- THE PROBLEM
When you find the line with "Self::InvalidParameter(msg.into())" among the records below, reproduce it and each line after it exactly, ending with the line with "fn from(err: std::io::Error)".

---------- EXCERPTED RECORDS ----------

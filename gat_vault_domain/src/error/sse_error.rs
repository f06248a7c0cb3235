// /////////////////////////////////////////////////////////////////////////////
// Gat Vault RS
// Copyright (c) 2025 Michael Gardner, A Bit of Help, Inc.
// SPDX-License-Identifier: BSD-3-Clause
// See LICENSE file in the project root.
// /////////////////////////////////////////////////////////////////////////////

//! # Domain Error System
//!
//! This module provides the error system for the vault SSE domain. It
//! categorizes failures of the cryptographic engine, the encrypted index, and
//! the vault lifecycle so that callers can react to each class of failure
//! deterministically.
//!
//! ## Error Categories
//!
//! ### Authentication and Lifecycle
//! - **InvalidPassword**: Unlock attempted with a password whose derived
//!   verifier does not match the stored one
//! - **VaultLocked**: An operation that needs key material was attempted
//!   while the vault was locked
//!
//! ### Cryptographic Failures
//! - **AeadFailure**: AES-GCM tag verification failed during document or
//!   filename decryption; always fatal for that decrypt
//! - **IndexTampered**: An index block or entry MAC did not verify; no
//!   partial results may be returned
//!
//! ### Preconditions and Storage
//! - **InvalidParameter**: A caller violated a documented precondition
//!   (salt too short, wrong key length, KDF iterations too low, bad base64)
//! - **NotFound**: A document lookup missed; soft, surfaced as-is
//! - **CorruptedStore**: A persisted index or metadata file failed to parse;
//!   fatal, requires manual repair
//! - **IoError** / **DatabaseError** / **SerializationError**: Infrastructure
//!   failures wrapped with non-secret context
//!
//! ## Security Considerations
//!
//! Error payloads carry only non-secret context: lengths, operation names,
//! file paths. Key material, plaintext, and passwords never appear in an
//! error message.

use thiserror::Error;

/// Domain-specific errors for the vault SSE engine.
///
/// Each variant represents a specific failure mode and carries a descriptive,
/// non-secret message. AEAD and MAC failures are fatal for the operation that
/// raised them; `NotFound` and the empty-counter case in forward-private
/// search are the only soft conditions.
#[derive(Error, Debug, Clone)]
pub enum SseError {
    #[error("Invalid password")]
    InvalidPassword,

    #[error("Vault is locked")]
    VaultLocked,

    #[error("Authenticated decryption failed: {0}")]
    AeadFailure(String),

    #[error("Index integrity check failed: {0}")]
    IndexTampered(String),

    #[error("Not found: {0}")]
    NotFound(String),

    #[error("Invalid parameter: {0}")]
    InvalidParameter(String),

    #[error("Corrupted store: {0}")]
    CorruptedStore(String),

    #[error("IO error: {0}")]
    IoError(String),

    #[error("Database error: {0}")]
    DatabaseError(String),

    #[error("Serialization error: {0}")]
    SerializationError(String),
}

impl SseError {
    /// Creates a new AEAD failure error
    pub fn aead_failure(msg: impl Into<String>) -> Self {
        Self::AeadFailure(msg.into())
    }

    /// Creates a new index tampering error
    pub fn index_tampered(msg: impl Into<String>) -> Self {
        Self::IndexTampered(msg.into())
    }

    /// Creates a new not-found error
    pub fn not_found(msg: impl Into<String>) -> Self {
        Self::NotFound(msg.into())
    }

    /// Creates a new invalid-parameter error
    pub fn invalid_parameter(msg: impl Into<String>) -> Self {
        Self::InvalidParameter(msg.into())
    }

    /// Creates a new corrupted-store error
    pub fn corrupted_store(msg: impl Into<String>) -> Self {
        Self::CorruptedStore(msg.into())
    }

    /// Creates a new IO error
    pub fn io_error(msg: impl Into<String>) -> Self {
        Self::IoError(msg.into())
    }

    /// Creates a new database error
    pub fn database_error(msg: impl Into<String>) -> Self {
        Self::DatabaseError(msg.into())
    }

    /// Creates a new serialization error
    pub fn serialization_error(msg: impl Into<String>) -> Self {
        Self::SerializationError(msg.into())
    }

    /// Checks whether the error is fatal for the operation that raised it.
    ///
    /// Fatal errors must never be swallowed or retried by the engine;
    /// `NotFound` is the only soft lookup outcome.
    pub fn is_fatal(&self) -> bool {
        !matches!(self, SseError::NotFound(_))
    }

    /// Returns the error category as a static string for logging and metrics
    pub fn category(&self) -> &'static str {
        match self {
            SseError::InvalidPassword => "invalid_password",
            SseError::VaultLocked => "vault_locked",
            SseError::AeadFailure(_) => "aead_failure",
            SseError::IndexTampered(_) => "index_tampered",
            SseError::NotFound(_) => "not_found",
            SseError::InvalidParameter(_) => "invalid_parameter",
            SseError::CorruptedStore(_) => "corrupted_store",
            SseError::IoError(_) => "io_error",
            SseError::DatabaseError(_) => "database_error",
            SseError::SerializationError(_) => "serialization_error",
        }
    }
}

impl From<std::io::Error> for SseError {
    fn from(err: std::io::Error) -> Self {
        SseError::IoError(err.to_string())
    }
}

impl From<serde_json::Error> for SseError {
    fn from(err: serde_json::Error) -> Self {
        SseError::SerializationError(err.to_string())
    }
}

----------

- ANSWER TO THIS PROBLEM
        Self::InvalidParameter(msg.into())
    }

    /// Creates a new corrupted-store error
    pub fn corrupted_store(msg: impl Into<String>) -> Self {
        Self::CorruptedStore(msg.into())
    }

    /// Creates a new IO error
    pub fn io_error(msg: impl Into<String>) -> Self {
        Self::IoError(msg.into())
    }

    /// Creates a new database error
    pub fn database_error(msg: impl Into<String>) -> Self {
        Self::DatabaseError(msg.into())
    }

    /// Creates a new serialization error
    pub fn serialization_error(msg: impl Into<String>) -> Self {
        Self::SerializationError(msg.into())
    }

    /// Checks whether the error is fatal for the operation that raised it.
    ///
    /// Fatal errors must never be swallowed or retried by the engine;
    /// `NotFound` is the only soft lookup outcome.
    pub fn is_fatal(&self) -> bool {
        !matches!(self, SseError::NotFound(_))
    }

    /// Returns the error category as a static string for logging and metrics
    pub fn category(&self) -> &'static str {
        match self {
            SseError::InvalidPassword => "invalid_password",
            SseError::VaultLocked => "vault_locked",
            SseError::AeadFailure(_) => "aead_failure",
            SseError::IndexTampered(_) => "index_tampered",
            SseError::NotFound(_) => "not_found",
            SseError::InvalidParameter(_) => "invalid_parameter",
            SseError::CorruptedStore(_) => "corrupted_store",
            SseError::IoError(_) => "io_error",
            SseError::DatabaseError(_) => "database_error",
            SseError::SerializationError(_) => "serialization_error",
        }
    }
}

impl From<std::io::Error> for SseError {
    fn from(err: std::io::Error) -> Self {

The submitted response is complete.